Neville’s days consist of foraging for food, keeping his generator running, staying sober, repairing structural damage to his home, and hunting out the vampires, who retreat to the darkness and slip into a form of coma. On a cloudy day, he stays in. But Neville’s drive to understand what has happened leads to his education in matters such as blood and microscopes:
But, of course, he knew nothing about microscopes, and he’d taken the first one he’d found. Three days later he hurled it against the wall with a strangled curse and stamped it into pieces with his heels.
Then, when he’d calmed down, he went to the library and got a book on microscopes.
At night the neighbourhood vampires gather round his house, the regular mantra of ‘Come out, Neville’, trying to entice him into their clutches, but this is nothing for Neville, who now takes it for granted:
…from a distance they’d thrown rocks until he’d been forced to cover the broken panes with plywood scraps. Finally one day he’d torn off the plywood and nailed up even rows of planks instead. It had made the house a gloomy sepulcher, but it was better than having rocks come flying into his rooms in a shower of splintered glass. And, once he had installed the three air-conditioning units, it wasn’t too bad. A man could get used to anything if he had to.
As the novel progress, his understanding of blood and bacteria grows, making him able to forms conclusions as to what has happened to the world. And if his science is sketchy – I wouldn’t know, though – then it’s only because he’s an amateur. Finally, after months of solitude, he spots a dog wandering in daylight and spends time trying to befriend it, only to discover the true nature of the bacteria, and from there events escalate to the shocking ending that, on reflection, is strangely optimistic.
Throughout I Am Legend Matheson explores the vampire myth from a scientific point of view. Neville reduces garlic, for example, to its chemical constituents to find what offends vampires so. And when tackling other conventions, of the more psychological ilk, questions are asked, such as “what would a Mohammedan vampire do if faced with a cross?” It’s to his credit that he doesn’t just accept such traits as staples of the genre and dares to question them, lifting his novel from more pulpy contemporaries.
But vampires aside, its the human angle that takes centre stage in I Am Legend, charting Neville’s passage from man to monster as he goes around by day killing the slumbering vampires. Where, in the Bible Jesus met a man possessed and, on asking his name, was told, “I am Legion, for we are many”, so Matheson inverts this notion where the many see in him a legend, a mythical beast that haunts their numbers.

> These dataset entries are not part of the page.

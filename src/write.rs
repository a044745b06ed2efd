//! Netlist output for the board layout tool.
//!
//! Long net names are shortened on the way out. All pins sharing a name get
//! the same new name, so renaming happens in a pass before anything is written.

use std::collections::{HashMap, HashSet};
use std::io::{self, Write};

use serde::{Deserialize, Serialize};

use crate::normalize::dedup_pins;
use crate::{Component, Netlist, Pin, NO_FOOTPRINT, UNCONNECTED};

/// Characters kept from a long net name
const PREFIX_LEN: usize = 8;

/// Original net name -> shortened name
pub type RenameMap = HashMap<String, String>;

/// Which end of a long net name survives shortening
#[derive(Debug, Clone, Copy, Default, PartialEq, Eq, Serialize, Deserialize)]
#[serde(rename_all = "kebab-case")]
pub enum Justify {
    /// Keep the first characters
    #[default]
    Left,
    /// Keep the last characters
    Right,
}

#[derive(Debug, Clone, PartialEq, Eq)]
pub enum Header {
    /// `# EESchema Netlist Version 1.1`
    EESchema,
    /// `( { netlist created  <created> }`
    Generic { created: String },
}

#[derive(Debug, Clone)]
pub struct NetlistWriter {
    pub limit: usize,
    pub justify: Justify,
    pub header: Header,
}

impl NetlistWriter {
    pub fn new(limit: usize, justify: Justify, header: Header) -> Self {
        Self {
            limit,
            justify,
            header,
        }
    }

    /// Pins of a component in output order
    fn output_pins(component: &Component) -> Vec<Pin> {
        let mut pins = component.pins().to_vec();
        // Conflicts were reported when the netlist was loaded.
        let _ = dedup_pins(&component.reference, &mut pins);
        pins
    }

    fn shorten(&self, net: &str, counter: usize) -> String {
        let len = net.chars().count();
        let prefix: String = match self.justify {
            Justify::Left => net.chars().take(PREFIX_LEN).collect(),
            Justify::Right => net.chars().skip(len.saturating_sub(PREFIX_LEN)).collect(),
        };
        format!("{prefix}{counter}")
    }

    /// New names for every net longer than the limit, numbered in order of first use
    pub fn renames(&self, netlist: &Netlist) -> RenameMap {
        let existing: HashSet<&str> = netlist
            .components()
            .iter()
            .flat_map(|c| c.pins())
            .map(|p| p.net.as_str())
            .collect();

        let mut renames = RenameMap::new();
        let mut taken: HashSet<String> = HashSet::new();
        let mut counter = 1;
        for component in netlist.components() {
            for pin in Self::output_pins(component) {
                if pin.net.chars().count() <= self.limit || renames.contains_key(&pin.net) {
                    continue;
                }
                let mut name = self.shorten(&pin.net, counter);
                while existing.contains(name.as_str()) || taken.contains(&name) {
                    counter += 1;
                    name = self.shorten(&pin.net, counter);
                }
                counter += 1;
                log::debug!("Renaming net {} to {name}", pin.net);
                taken.insert(name.clone());
                renames.insert(pin.net, name);
            }
        }
        renames
    }

    /// Write the netlist in its current component order and return the net renames applied
    pub fn write(&self, netlist: &Netlist, mut out: impl Write) -> io::Result<RenameMap> {
        let renames = self.renames(netlist);

        match &self.header {
            Header::EESchema => {
                writeln!(out, "# EESchema Netlist Version 1.1")?;
                writeln!(out, "(")?;
            }
            Header::Generic { created } => writeln!(out, "( {{ netlist created  {created} }}")?,
        }

        for component in netlist.components() {
            let footprint = match component.footprint() {
                "" => NO_FOOTPRINT,
                footprint => footprint,
            };
            writeln!(
                out,
                " ( {} {footprint} {} {}",
                component.timestamp, component.reference, component.value
            )?;
            for pin in Self::output_pins(component) {
                let net = match renames.get(&pin.net) {
                    Some(renamed) => renamed.as_str(),
                    None if pin.net.is_empty() => UNCONNECTED,
                    None => pin.net.as_str(),
                };
                writeln!(out, "  ( {} {net} )", pin.number)?;
            }
            writeln!(out, " )")?;
        }
        writeln!(out, ")")?;
        writeln!(out, "*")?;

        if netlist.components().iter().any(|c| !c.filters.is_empty()) {
            writeln!(out, "{{ Allowed footprints by component:")?;
            for component in netlist.components().iter().filter(|c| !c.filters.is_empty()) {
                writeln!(out, "$component {}", component.reference)?;
                for pattern in &component.filters {
                    writeln!(out, " {pattern}")?;
                }
                writeln!(out, "$endlist")?;
            }
            writeln!(out, "$endfootprintlist")?;
            writeln!(out, "}}")?;
        }
        Ok(renames)
    }
}

/// Apply output renames to the model
pub fn rename_nets(netlist: &mut Netlist, renames: &RenameMap) {
    for component in netlist.components_mut() {
        for pin in component.pins_mut() {
            if let Some(renamed) = renames.get(&pin.net) {
                pin.net = renamed.clone();
            }
        }
    }
}
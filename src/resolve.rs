//! Component to footprint association.
//!
//! A component is either unresolved or resolved to one footprint name. The
//! [`LinkResolver`] is the only writer of that state outside of loading.

use std::collections::HashMap;

use serde::{Deserialize, Serialize};

use crate::catalog::FootprintCatalog;
use crate::cmp::LinkEntry;
use crate::equ::Equivalences;
use crate::{Component, LinkError, Netlist, Warning};

/// What to do with a footprint name that is not in the catalog
#[derive(Debug, Clone, Copy, Default, PartialEq, Eq, Serialize, Deserialize)]
#[serde(rename_all = "kebab-case")]
pub enum FootprintPolicy {
    /// Reject it
    Strict,
    /// Store it as given
    #[default]
    Permissive,
}

pub struct LinkResolver<'a> {
    catalog: &'a FootprintCatalog,
    policy: FootprintPolicy,
}

impl<'a> LinkResolver<'a> {
    pub fn new(catalog: &'a FootprintCatalog, policy: FootprintPolicy) -> Self {
        Self { catalog, policy }
    }

    /// Whether a footprint name may be stored under the current policy.
    /// Names with whitespace are refused under any policy.
    pub fn check(&self, footprint: &str) -> Result<(), LinkError> {
        if footprint.contains(char::is_whitespace) {
            Err(LinkError::InvalidFootprint(footprint.to_owned()))
        } else if footprint.is_empty()
            || self.policy == FootprintPolicy::Permissive
            || self.catalog.contains(footprint)
        {
            Ok(())
        } else {
            Err(LinkError::UnknownFootprint(footprint.to_owned()))
        }
    }

    /// Resolve a component, or clear its link with an empty name.
    /// On error the component is left as it was.
    pub fn set_footprint(
        &self,
        component: &mut Component,
        footprint: &str,
    ) -> Result<(), LinkError> {
        self.check(footprint)?;
        log::trace!("{} -> {footprint:?}", component.reference);
        component.set_footprint(footprint);
        Ok(())
    }

    pub fn set_by_reference(
        &self,
        netlist: &mut Netlist,
        reference: &str,
        footprint: &str,
    ) -> Result<(), LinkError> {
        let component = netlist
            .components_mut()
            .iter_mut()
            .find(|c| c.reference == reference)
            .ok_or_else(|| LinkError::UnknownComponent(reference.to_owned()))?;
        self.set_footprint(component, footprint)
    }

    /// Make every component unresolved
    pub fn clear_all(&self, netlist: &mut Netlist) {
        for component in netlist.components_mut() {
            component.set_footprint("");
        }
    }

    /// Apply the entries of a component link file. Each entry goes to the
    /// component with the same time-stamp, else the same reference.
    pub fn apply_links(&self, netlist: &mut Netlist, entries: &[LinkEntry]) -> Vec<Warning> {
        let components = netlist.components_mut();
        let mut by_timestamp = HashMap::new();
        let mut by_reference = HashMap::new();
        for (i, component) in components.iter().enumerate() {
            by_timestamp.entry(component.timestamp.clone()).or_insert(i);
            by_reference.entry(component.reference.clone()).or_insert(i);
        }

        let mut warnings = vec![];
        let mut applied = 0;
        for entry in entries {
            let index = by_timestamp
                .get(&entry.timestamp)
                .filter(|_| !entry.timestamp.is_empty())
                .or_else(|| by_reference.get(&entry.reference));
            let Some(&index) = index else {
                let warning = Warning::UnknownReference {
                    reference: entry.reference.clone(),
                    context: format!("Component link at line {}", entry.line),
                };
                log::warn!("{warning}");
                warnings.push(warning);
                continue;
            };
            if entry.footprint.is_empty() {
                continue;
            }
            let component = &mut components[index];
            match self.set_footprint(component, &entry.footprint) {
                Ok(()) => applied += 1,
                Err(_) => {
                    let warning = Warning::UnknownFootprint {
                        reference: component.reference.clone(),
                        footprint: entry.footprint.clone(),
                    };
                    log::warn!("{warning}");
                    warnings.push(warning);
                }
            }
        }
        log::debug!("Applied {applied} of {} component links", entries.len());
        warnings
    }

    /// Resolve still unresolved components from a value to footprint table.
    /// Returns how many components were resolved.
    pub fn auto_associate(
        &self,
        netlist: &mut Netlist,
        equivalences: &Equivalences,
    ) -> (usize, Vec<Warning>) {
        let mut count = 0;
        let mut warnings = vec![];
        for component in netlist
            .components_mut()
            .iter_mut()
            .filter(|c| !c.is_resolved())
        {
            let Some(footprint) = equivalences.footprint_for(&component.value) else {
                continue;
            };
            match self.set_footprint(component, footprint) {
                Ok(()) => count += 1,
                Err(_) => {
                    let warning = Warning::UnknownFootprint {
                        reference: component.reference.clone(),
                        footprint: footprint.to_owned(),
                    };
                    log::warn!("{warning}");
                    warnings.push(warning);
                }
            }
        }
        log::debug!("Associated {count} components by value");
        (count, warnings)
    }
}

#[cfg(test)]
mod tests {
    use super::*;
    use crate::format::Format;
    use rstest::*;

    fn netlist() -> Netlist {
        let mut netlist = Netlist::new(Format::EESchema);
        netlist.push(Component::new("R1").with_value("10K").with_timestamp("00000001"));
        netlist.push(Component::new("C1").with_value("100n").with_timestamp("00000002"));
        netlist.push(Component::new("U1").with_value("74ls00").with_timestamp("00000003"));
        netlist
    }

    fn catalog() -> FootprintCatalog {
        FootprintCatalog::from_names(["SM0603", "DIP-14"])
    }

    #[rstest]
    #[case(FootprintPolicy::Strict, "SM0603", true)]
    #[case(FootprintPolicy::Strict, "HANDMADE", false)]
    #[case(FootprintPolicy::Strict, "", true)]
    #[case(FootprintPolicy::Permissive, "HANDMADE", true)]
    #[case(FootprintPolicy::Permissive, "SO 8", false)]
    #[case(FootprintPolicy::Permissive, "SO8\t", false)]
    fn policy_decides_unknown_names(
        #[case] policy: FootprintPolicy,
        #[case] footprint: &str,
        #[case] accepted: bool,
    ) {
        let catalog = catalog();
        let resolver = LinkResolver::new(&catalog, policy);
        let mut component = Component::new("R1");
        component.set_footprint("OLD");
        let result = resolver.set_footprint(&mut component, footprint);
        assert_eq!(result.is_ok(), accepted);
        let expected = if accepted { footprint } else { "OLD" };
        assert_eq!(component.footprint(), expected);
    }

    #[test]
    fn whitespace_in_footprint_is_its_own_error() {
        let catalog = catalog();
        let resolver = LinkResolver::new(&catalog, FootprintPolicy::Permissive);
        assert_eq!(
            resolver.check("SO 8"),
            Err(LinkError::InvalidFootprint("SO 8".into()))
        );
    }

    #[test]
    fn set_by_unknown_reference_fails() {
        let catalog = catalog();
        let resolver = LinkResolver::new(&catalog, FootprintPolicy::Permissive);
        let mut netlist = netlist();
        assert_eq!(
            resolver.set_by_reference(&mut netlist, "Q1", "SOT23"),
            Err(LinkError::UnknownComponent("Q1".into()))
        );
        resolver.set_by_reference(&mut netlist, "C1", "SM0603").unwrap();
        assert_eq!(netlist.find("C1").unwrap().footprint(), "SM0603");
    }

    #[test]
    fn clear_all_unresolves_everything() {
        let catalog = catalog();
        let resolver = LinkResolver::new(&catalog, FootprintPolicy::Permissive);
        let mut netlist = netlist();
        resolver.set_by_reference(&mut netlist, "R1", "SM0603").unwrap();
        resolver.set_by_reference(&mut netlist, "U1", "DIP-14").unwrap();
        resolver.clear_all(&mut netlist);
        assert_eq!(netlist.resolved_count(), 0);
    }

    #[test]
    fn links_match_timestamp_then_reference() {
        let catalog = catalog();
        let resolver = LinkResolver::new(&catalog, FootprintPolicy::Strict);
        let mut netlist = netlist();
        let entries = [
            LinkEntry {
                line: 3,
                timestamp: "00000002".into(),
                reference: "R1".into(),
                footprint: "SM0603".into(),
                ..Default::default()
            },
            LinkEntry {
                line: 10,
                timestamp: "DEADBEEF".into(),
                reference: "U1".into(),
                footprint: "DIP-14".into(),
                ..Default::default()
            },
            LinkEntry {
                line: 17,
                timestamp: "CAFEBABE".into(),
                reference: "Q7".into(),
                footprint: "SOT23".into(),
                ..Default::default()
            },
            LinkEntry {
                line: 24,
                timestamp: "00000001".into(),
                reference: "R1".into(),
                footprint: "HANDMADE".into(),
                ..Default::default()
            },
        ];
        let warnings = resolver.apply_links(&mut netlist, &entries);

        assert_eq!(netlist.find("C1").unwrap().footprint(), "SM0603");
        assert_eq!(netlist.find("U1").unwrap().footprint(), "DIP-14");
        assert!(!netlist.find("R1").unwrap().is_resolved());
        assert_eq!(
            warnings,
            [
                Warning::UnknownReference {
                    reference: "Q7".into(),
                    context: "Component link at line 17".into()
                },
                Warning::UnknownFootprint {
                    reference: "R1".into(),
                    footprint: "HANDMADE".into()
                }
            ]
        );
    }

    #[test]
    fn auto_associate_fills_unresolved_only() {
        let catalog = catalog();
        let resolver = LinkResolver::new(&catalog, FootprintPolicy::Permissive);
        let mut netlist = netlist();
        resolver.set_by_reference(&mut netlist, "R1", "R_KEEP").unwrap();

        let equ = Equivalences::parse("'10K' 'SM0603'\n'74LS00' 'DIP-14'\n").unwrap();
        let (count, warnings) = resolver.auto_associate(&mut netlist, &equ);

        assert_eq!(count, 1);
        assert!(warnings.is_empty());
        assert_eq!(netlist.find("R1").unwrap().footprint(), "R_KEEP");
        assert_eq!(netlist.find("U1").unwrap().footprint(), "DIP-14");
        assert!(!netlist.find("C1").unwrap().is_resolved());
    }
}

The novel benefits from Matheson’s style, a straightforward, no frills prose, that is immensely readable, offering up page after page of horrific action coupled with a realistic – seriously! – study of loneliness. In the vampire canon it’s one of the better novels I’ve read, daring to be edgy by explaining a predominantly supernatural subject matter as science. Other vampire novels should be scared of this – it deserves its legend.